Stored entries:
◆ ◆ ◆ ◆
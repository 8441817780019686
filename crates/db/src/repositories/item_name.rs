//! Item-name repository: canonical item-name resolution and category
//! assignment.
//!
//! Free-text item names are deduplicated into the tenant-independent
//! `item_names` lookup. Resolution is an atomic upsert backed by the unique
//! constraint on `name`: two concurrent resolutions of the same unseen name
//! converge on a single canonical row.

use chrono::Utc;
use sea_orm::sea_query::OnConflict;
use sea_orm::{
    ActiveModelTrait, ColumnTrait, DatabaseConnection, DbErr, EntityTrait, QueryFilter, Set,
};
use tracing::debug;
use uuid::Uuid;

use recivo_shared::AppError;

use crate::entities::item_names;

/// Error types for item-name operations.
#[derive(Debug, thiserror::Error)]
pub enum ItemNameError {
    /// The canonical row disappeared between upsert and lookup.
    #[error("Item name row missing after upsert: {0}")]
    MissingAfterUpsert(String),

    /// Database error.
    #[error("Database error: {0}")]
    Database(#[from] DbErr),
}

impl From<ItemNameError> for AppError {
    fn from(err: ItemNameError) -> Self {
        match err {
            ItemNameError::MissingAfterUpsert(_) => Self::Internal(err.to_string()),
            ItemNameError::Database(e) => Self::Database(e.to_string()),
        }
    }
}

/// A single resolution request within a batch.
#[derive(Debug, Clone)]
pub struct ResolveRequest {
    /// Free-text item name.
    pub name: String,
    /// Pre-resolved canonical id, when the caller already knows it.
    pub explicit_item_id: Option<i64>,
    /// Category to assign to the canonical row, when supplied.
    pub category_id: Option<Uuid>,
}

/// Repository for the canonical item-name lookup.
#[derive(Debug, Clone)]
pub struct ItemNameRepository {
    db: DatabaseConnection,
}

impl ItemNameRepository {
    /// Creates a new item-name repository.
    #[must_use]
    pub const fn new(db: DatabaseConnection) -> Self {
        Self { db }
    }

    /// Resolves a free-text name to a canonical item-name id.
    ///
    /// With an explicit id the id is used as-is; a supplied category then
    /// overwrites the existing row's category (update, not create). Without
    /// one, the name is upserted: `INSERT .. ON CONFLICT (name) DO NOTHING`
    /// followed by a lookup, so a previously-unseen name creates exactly one
    /// row even under concurrent resolution.
    ///
    /// # Errors
    ///
    /// Returns an error if the database operation fails.
    pub async fn resolve(
        &self,
        name: &str,
        explicit_item_id: Option<i64>,
        category_id: Option<Uuid>,
    ) -> Result<i64, ItemNameError> {
        if let Some(id) = explicit_item_id {
            if category_id.is_some() {
                if let Some(existing) = item_names::Entity::find_by_id(id).one(&self.db).await? {
                    self.overwrite_category(existing, category_id).await?;
                }
            }
            return Ok(id);
        }

        let now = Utc::now().into();
        let inserted = item_names::Entity::insert(item_names::ActiveModel {
            name: Set(name.to_string()),
            category_id: Set(category_id),
            created_at: Set(now),
            updated_at: Set(now),
            ..Default::default()
        })
        .on_conflict(
            OnConflict::column(item_names::Column::Name)
                .do_nothing()
                .to_owned(),
        )
        .exec_without_returning(&self.db)
        .await?;

        let row = item_names::Entity::find()
            .filter(item_names::Column::Name.eq(name))
            .one(&self.db)
            .await?
            .ok_or_else(|| ItemNameError::MissingAfterUpsert(name.to_string()))?;

        if inserted > 0 {
            debug!(item_name_id = row.id, name, "created canonical item name");
        } else if category_id.is_some() {
            // Pre-existing name with an explicit category: overwrite it.
            let id = row.id;
            self.overwrite_category(row, category_id).await?;
            return Ok(id);
        }

        Ok(row.id)
    }

    /// Resolves a batch of requests sequentially, in order.
    ///
    /// A name repeated within the batch resolves to the id created by its
    /// first occurrence, because each resolution commits before the next
    /// begins.
    ///
    /// # Errors
    ///
    /// Returns the first resolution error; earlier resolutions stay
    /// committed.
    pub async fn resolve_batch(
        &self,
        requests: &[ResolveRequest],
    ) -> Result<Vec<i64>, ItemNameError> {
        let mut ids = Vec::with_capacity(requests.len());
        for request in requests {
            let id = self
                .resolve(
                    &request.name,
                    request.explicit_item_id,
                    request.category_id,
                )
                .await?;
            ids.push(id);
        }
        Ok(ids)
    }

    /// Updates the category of a canonical item name.
    ///
    /// Pure update: loads the row, sets the category (`None` clears it),
    /// persists. Returns `None` when the id is unknown. Receipt items that
    /// reference the row by identity observe the new category at read time;
    /// their legacy free-text `category` column is never touched.
    ///
    /// # Errors
    ///
    /// Returns an error if the database operation fails.
    pub async fn set_category(
        &self,
        item_name_id: i64,
        category_id: Option<Uuid>,
    ) -> Result<Option<item_names::Model>, ItemNameError> {
        let Some(existing) = item_names::Entity::find_by_id(item_name_id)
            .one(&self.db)
            .await?
        else {
            return Ok(None);
        };

        let updated = self.overwrite_category(existing, category_id).await?;
        Ok(Some(updated))
    }

    /// Gets a canonical item name by id.
    ///
    /// # Errors
    ///
    /// Returns an error if the database query fails.
    pub async fn get(&self, item_name_id: i64) -> Result<Option<item_names::Model>, ItemNameError> {
        let row = item_names::Entity::find_by_id(item_name_id)
            .one(&self.db)
            .await?;
        Ok(row)
    }

    /// Looks up a canonical item name by exact name match.
    ///
    /// # Errors
    ///
    /// Returns an error if the database query fails.
    pub async fn find_by_name(
        &self,
        name: &str,
    ) -> Result<Option<item_names::Model>, ItemNameError> {
        let row = item_names::Entity::find()
            .filter(item_names::Column::Name.eq(name))
            .one(&self.db)
            .await?;
        Ok(row)
    }

    async fn overwrite_category(
        &self,
        existing: item_names::Model,
        category_id: Option<Uuid>,
    ) -> Result<item_names::Model, ItemNameError> {
        let mut active: item_names::ActiveModel = existing.into();
        active.category_id = Set(category_id);
        active.updated_at = Set(Utc::now().into());
        let updated = active.update(&self.db).await?;
        Ok(updated)
    }
}
//! `SeaORM` Entity for the categories table.
//!
//! Referenced weakly (by id) from item_names; deleting a category does not
//! clear those references.

use sea_orm::entity::prelude::*;
use serde::{Deserialize, Serialize};

#[derive(Clone, Debug, PartialEq, Eq, DeriveEntityModel, Serialize, Deserialize)]
#[sea_orm(table_name = "categories")]
pub struct Model {
    #[sea_orm(primary_key, auto_increment = false)]
    pub id: Uuid,
    pub name: String,
    pub icon: Option<String>,
    pub user_id: String,
    pub created_at: DateTimeWithTimeZone,
    pub updated_at: DateTimeWithTimeZone,
}

#[derive(Copy, Clone, Debug, EnumIter, DeriveRelation)]
pub enum Relation {
    #[sea_orm(has_many = "super::item_names::Entity")]
    ItemNames,
}

impl Related<super::item_names::Entity> for Entity {
    fn to() -> RelationDef {
        Relation::ItemNames.def()
    }
}

impl ActiveModelBehavior for ActiveModel {}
◆ ◆ ◆ ◆
WHAT IS BEING ASKED: Return each line above precisely as written.

TASK OUTPUT:
repository 8441817780019686
filename crates/db/src/repositories/item_name.rs
//! Item-name repository: canonical item-name resolution and category
//! assignment.
//!
//! Free-text item names are deduplicated into the tenant-independent
//! `item_names` lookup. Resolution is an atomic upsert backed by the unique
//! constraint on `name`: two concurrent resolutions of the same unseen name
//! converge on a single canonical row.

use chrono::Utc;
use sea_orm::sea_query::OnConflict;
use sea_orm::{
    ActiveModelTrait, ColumnTrait, DatabaseConnection, DbErr, EntityTrait, QueryFilter, Set,
};
use tracing::debug;
use uuid::Uuid;

use recivo_shared::AppError;

use crate::entities::item_names;

/// Error types for item-name operations.
#[derive(Debug, thiserror::Error)]
pub enum ItemNameError {
    /// The canonical row disappeared between upsert and lookup.
    #[error("Item name row missing after upsert: {0}")]
    MissingAfterUpsert(String),

    /// Database error.
    #[error("Database error: {0}")]
    Database(#[from] DbErr),
}

impl From<ItemNameError> for AppError {
    fn from(err: ItemNameError) -> Self {
        match err {
            ItemNameError::MissingAfterUpsert(_) => Self::Internal(err.to_string()),
            ItemNameError::Database(e) => Self::Database(e.to_string()),
        }
    }
}

/// A single resolution request within a batch.
#[derive(Debug, Clone)]
pub struct ResolveRequest {
    /// Free-text item name.
    pub name: String,
    /// Pre-resolved canonical id, when the caller already knows it.
    pub explicit_item_id: Option<i64>,
    /// Category to assign to the canonical row, when supplied.
    pub category_id: Option<Uuid>,
}

/// Repository for the canonical item-name lookup.
#[derive(Debug, Clone)]
pub struct ItemNameRepository {
    db: DatabaseConnection,
}

impl ItemNameRepository {
    /// Creates a new item-name repository.
    #[must_use]
    pub const fn new(db: DatabaseConnection) -> Self {
        Self { db }
    }

    /// Resolves a free-text name to a canonical item-name id.
    ///
    /// With an explicit id the id is used as-is; a supplied category then
    /// overwrites the existing row's category (update, not create). Without
    /// one, the name is upserted: `INSERT .. ON CONFLICT (name) DO NOTHING`
    /// followed by a lookup, so a previously-unseen name creates exactly one
    /// row even under concurrent resolution.
    ///
    /// # Errors
    ///
    /// Returns an error if the database operation fails.
    pub async fn resolve(
        &self,
        name: &str,
        explicit_item_id: Option<i64>,
        category_id: Option<Uuid>,
    ) -> Result<i64, ItemNameError> {
        if let Some(id) = explicit_item_id {
            if category_id.is_some() {
                if let Some(existing) = item_names::Entity::find_by_id(id).one(&self.db).await? {
                    self.overwrite_category(existing, category_id).await?;
                }
            }
            return Ok(id);
        }

        let now = Utc::now().into();
        let inserted = item_names::Entity::insert(item_names::ActiveModel {
            name: Set(name.to_string()),
            category_id: Set(category_id),
            created_at: Set(now),
            updated_at: Set(now),
            ..Default::default()
        })
        .on_conflict(
            OnConflict::column(item_names::Column::Name)
                .do_nothing()
                .to_owned(),
        )
        .exec_without_returning(&self.db)
        .await?;

        let row = item_names::Entity::find()
            .filter(item_names::Column::Name.eq(name))
            .one(&self.db)
            .await?
            .ok_or_else(|| ItemNameError::MissingAfterUpsert(name.to_string()))?;

        if inserted > 0 {
            debug!(item_name_id = row.id, name, "created canonical item name");
        } else if category_id.is_some() {
            // Pre-existing name with an explicit category: overwrite it.
            let id = row.id;
            self.overwrite_category(row, category_id).await?;
            return Ok(id);
        }

        Ok(row.id)
    }

    /// Resolves a batch of requests sequentially, in order.
    ///
    /// A name repeated within the batch resolves to the id created by its
    /// first occurrence, because each resolution commits before the next
    /// begins.
    ///
    /// # Errors
    ///
    /// Returns the first resolution error; earlier resolutions stay
    /// committed.
    pub async fn resolve_batch(
        &self,
        requests: &[ResolveRequest],
    ) -> Result<Vec<i64>, ItemNameError> {
        let mut ids = Vec::with_capacity(requests.len());
        for request in requests {
            let id = self
                .resolve(
                    &request.name,
                    request.explicit_item_id,
                    request.category_id,
                )
                .await?;
            ids.push(id);
        }
        Ok(ids)
    }

    /// Updates the category of a canonical item name.
    ///
    /// Pure update: loads the row, sets the category (`None` clears it),
    /// persists. Returns `None` when the id is unknown. Receipt items that
    /// reference the row by identity observe the new category at read time;
    /// their legacy free-text `category` column is never touched.
    ///
    /// # Errors
    ///
    /// Returns an error if the database operation fails.
    pub async fn set_category(
        &self,
        item_name_id: i64,
        category_id: Option<Uuid>,
    ) -> Result<Option<item_names::Model>, ItemNameError> {
        let Some(existing) = item_names::Entity::find_by_id(item_name_id)
            .one(&self.db)
            .await?
        else {
            return Ok(None);
        };

        let updated = self.overwrite_category(existing, category_id).await?;
        Ok(Some(updated))
    }

    /// Gets a canonical item name by id.
    ///
    /// # Errors
    ///
    /// Returns an error if the database query fails.
    pub async fn get(&self, item_name_id: i64) -> Result<Option<item_names::Model>, ItemNameError> {
        let row = item_names::Entity::find_by_id(item_name_id)
            .one(&self.db)
            .await?;
        Ok(row)
    }

    /// Looks up a canonical item name by exact name match.
    ///
    /// # Errors
    ///
    /// Returns an error if the database query fails.
    pub async fn find_by_name(
        &self,
        name: &str,
    ) -> Result<Option<item_names::Model>, ItemNameError> {
        let row = item_names::Entity::find()
            .filter(item_names::Column::Name.eq(name))
            .one(&self.db)
            .await?;
        Ok(row)
    }

    async fn overwrite_category(
        &self,
        existing: item_names::Model,
        category_id: Option<Uuid>,
    ) -> Result<item_names::Model, ItemNameError> {
        let mut active: item_names::ActiveModel = existing.into();
        active.category_id = Set(category_id);
        active.updated_at = Set(Utc::now().into());
        let updated = active.update(&self.db).await?;
        Ok(updated)
    }
}
//! `SeaORM` Entity for the categories table.
//!
//! Referenced weakly (by id) from item_names; deleting a category does not
//! clear those references.

use sea_orm::entity::prelude::*;
use serde::{Deserialize, Serialize};

#[derive(Clone, Debug, PartialEq, Eq, DeriveEntityModel, Serialize, Deserialize)]
#[sea_orm(table_name = "categories")]
pub struct Model {
    #[sea_orm(primary_key, auto_increment = false)]
    pub id: Uuid,
    pub name: String,
    pub icon: Option<String>,
    pub user_id: String,
    pub created_at: DateTimeWithTimeZone,
    pub updated_at: DateTimeWithTimeZone,
}

#[derive(Copy, Clone, Debug, EnumIter, DeriveRelation)]
pub enum Relation {
    #[sea_orm(has_many = "super::item_names::Entity")]
    ItemNames,
}

impl Related<super::item_names::Entity> for Entity {
    fn to() -> RelationDef {
        Relation::ItemNames.def()
    }
}

impl ActiveModelBehavior for ActiveModel {}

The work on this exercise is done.